Students may sue Birmingham University over staff cuts they say threaten the quality of their courses.
All 12 academics in the department of cultural studies and sociology have taken voluntary severance offered as part of a restructuring plan to save £5 million and boost research performance.
Critics say it has left the university struggling to find enough lecturers to teach about 200 undergraduates and 50 postgraduates in the department.
Local MPs, who met senior managers this week, have asked to see plans for the continuation of teaching cultural studies and sociology. They were concerned to hear that the university had sent an email to its academics asking if any were willing to help fill the teaching void.
Student campaigners said they were unlikely to be satisfied with proposals to cover the subjects with four staff drafted in from other departments.
They argued that teaching standards in the subjects, which have received top ratings from quality assessors, were bound to slip.
James Cooper, a media, culture and society student representing undergraduates, said students would take legal advice on suing the university if they were unhappy with the arrangements.
He said: "We feel cheated. We signed up for this course because it was one of the best in the country, but we can't see how that quality can continue now."
Inez Templeton, a postgraduate student who is transferring to the University of Stirling because of the shake-up, added: "It is ludicrous to suggest that the university will be able to find academics of the same quality for these subjects in such a short space of time."
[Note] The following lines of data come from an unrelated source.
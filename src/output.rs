use std::io::{self, Write};

use serde::Serialize;

use crate::app::{IngestResult, ProgressEvent, ProgressSink, SegmentationResult};
use crate::em_metadata::EmMetadata;
use crate::viewer::ViewerConfig;

#[derive(Debug, Clone, Copy)]
pub enum OutputMode {
    Interactive,
    NonInteractive,
}

pub struct JsonOutput;

impl JsonOutput {
    pub fn print_metadata(metadata: &EmMetadata, indent: Option<usize>) -> io::Result<()> {
        let json = match indent {
            Some(indent) => metadata.to_json_pretty(indent),
            None => metadata.to_json(),
        }
        .map_err(io::Error::other)?;
        Self::write_line(&json)
    }

    pub fn print_ingest(
        em: Option<&IngestResult>,
        segmentation: Option<&SegmentationResult>,
    ) -> io::Result<()> {
        #[derive(Serialize)]
        struct DatasetIngest<'a> {
            em: Option<&'a IngestResult>,
            segmentation: Option<&'a SegmentationResult>,
        }
        Self::print_json(&DatasetIngest { em, segmentation })
    }

    pub fn print_viewer_config(config: &ViewerConfig) -> io::Result<()> {
        Self::print_json(config)
    }

    fn print_json<T: Serialize>(value: &T) -> io::Result<()> {
        let json = serde_json::to_vec_pretty(value).map_err(io::Error::other)?;
        Self::write_line(&json)
    }

    fn write_line(content: &[u8]) -> io::Result<()> {
        let mut stdout = io::stdout();
        stdout.write_all(content)?;
        stdout.write_all(b"\n")?;
        Ok(())
    }
}

impl ProgressSink for JsonOutput {
    fn event(&self, _event: ProgressEvent) {}
}

pub struct LogSink;

impl ProgressSink for LogSink {
    fn event(&self, event: ProgressEvent) {
        match event.elapsed {
            Some(elapsed) => tracing::info!(
                elapsed_ms = elapsed.as_millis() as u64,
                "{}",
                event.message
            ),
            None => tracing::info!("{}", event.message),
        }
    }
}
David Allen, Birmingham's registrar and secretary, said the department had been split into a new institute of applied social studies and a centre of cultural studies set up to allow it to "play to its strengths".
He said: "The changes do not affect the total resources available because we will be able to draw on other staff who have expertise in these areas. The programmes will continue to be delivered."
The row follows a ruling from the university's visitor, Privy Council president Robin Cook, that Birmingham's senate should not have delegated authority to its vice-chancellor, Michael Sterling, to nominate members of a redundancy committee. But the university will not have to correct its actions since its senate later endorsed the nominations.